What Defines Food Security?

Food security is our ability to maintain access to the nutritious food required to live a healthy life. Food insecurity occurs when this access erodes. Because food accessibility is a basic human entitlement, national governments typically assume the responsibility of ensuring food availability for individuals. The United Nations’ Food and Agriculture Organization (FAO) explains:

Food security exists when all people, at all times, have physical and economic access to sufficient, safe, and nutritious food that meets their dietary needs and food preferences for an active and healthy lifestyle. 
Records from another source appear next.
//! audiomatch - decide whether audio files carry the same content
//!
//! Usage:
//!   audiomatch -f <file> -f <file>
//!   audiomatch -d <dir> -f <file>
//!   audiomatch -f <file> -d <dir>
//!   audiomatch -d <dir> -d <dir>
//!
//! Options (`--config`, `--json`, `--verbose`) go before the operands.

use anyhow::{Context, Result};
use audiomatch_cli::forced_log_level;
use audiomatch_cli::ingest::build_store;
use audiomatch_cli::operands::{parse_operands, plan_pairs, unique_sources};
use audiomatch_cli::output::{print_json_results, print_matches, PairResult};
use audiomatch_core::{MatchConfig, Matcher};
use clap::Parser;
use std::path::PathBuf;

#[derive(Parser, Debug)]
#[command(name = "audiomatch")]
#[command(about = "Report pairs of audio files with matching content", long_about = None)]
struct Args {
    /// Path to a TOML matching configuration
    #[arg(short, long)]
    config: Option<PathBuf>,

    /// Print every evaluated pair as JSON instead of MATCH lines
    #[arg(long)]
    json: bool,

    /// Enable verbose logging
    #[arg(short, long)]
    verbose: bool,

    /// Two operands, each `-f <file>` or `-d <dir>`
    #[arg(
        required = true,
        trailing_var_arg = true,
        allow_hyphen_values = true,
        value_name = "OPERANDS"
    )]
    operands: Vec<String>,
}

fn main() -> Result<()> {
    let args = Args::parse();

    let mut logger = env_logger::Builder::from_default_env();
    if let Some(level) = forced_log_level(args.verbose, std::env::var_os("RUST_LOG").is_some()) {
        logger.filter_level(level);
    }
    logger.init();

    let config = match &args.config {
        Some(path) => MatchConfig::load(path)
            .with_context(|| format!("Failed to load config {}", path.display()))?,
        None => MatchConfig::default(),
    };

    run_audiomatch(&args.operands, &config, args.json)
}

fn run_audiomatch(raw_operands: &[String], config: &MatchConfig, json: bool) -> Result<()> {
    let (left, right) = parse_operands(raw_operands)?;

    let left_sources = left.sources()?;
    let right_sources = right.sources()?;

    let store = build_store(&unique_sources(&left_sources, &right_sources), config)?;

    let matcher = Matcher::new(config);
    let match_start = std::time::Instant::now();

    let results: Vec<PairResult> = plan_pairs(left.kind, &left_sources, right.kind, &right_sources)
        .into_iter()
        .filter_map(|(l, r)| {
            let report = store.compare(&l.key, &r.key, &matcher)?;
            log::debug!("{} vs {}: {:?}", l.name, r.name, report.outcome);
            Some(PairResult {
                left: l.name.clone(),
                right: r.name.clone(),
                report,
            })
        })
        .collect();

    log::info!(
        "Compared {} pairs in {:.2}s",
        results.len(),
        match_start.elapsed().as_secs_f64()
    );

    if json {
        print_json_results(&results);
    } else {
        print_matches(&results);
    }

    Ok(())
}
The FAO further describes the four dimensions of food security:



Sufficient quantities of quality food through domestic production or imports



Adequate resources to acquire nutritious food



Reaching a state of nutritional well-being through a healthy diet



Having access to a suitable food supply at all times

Food distribution group

Food Distribution

If we want to address food security, we must first fix how food is distributed.

Maintaining shelf freshness is a common challenge for grocers. This often leads to sub-optimal produce being sold in supermarkets, leading to an all too familiar situation for most of us: having to throw away food you just purchased days prior.

With highly perishable fruits and vegetables, up to 60% of all the food planted could be wasted before ever making it to your dinner plate. In cold Northern climates like Canada, we depend on over 80% of our perishable food being imported into the country. These imports, most commonly from the United States, travel an average of almost 3,000km before making their way into our kitchens. If we want to reduce food waste, we must grow locally to feed locally.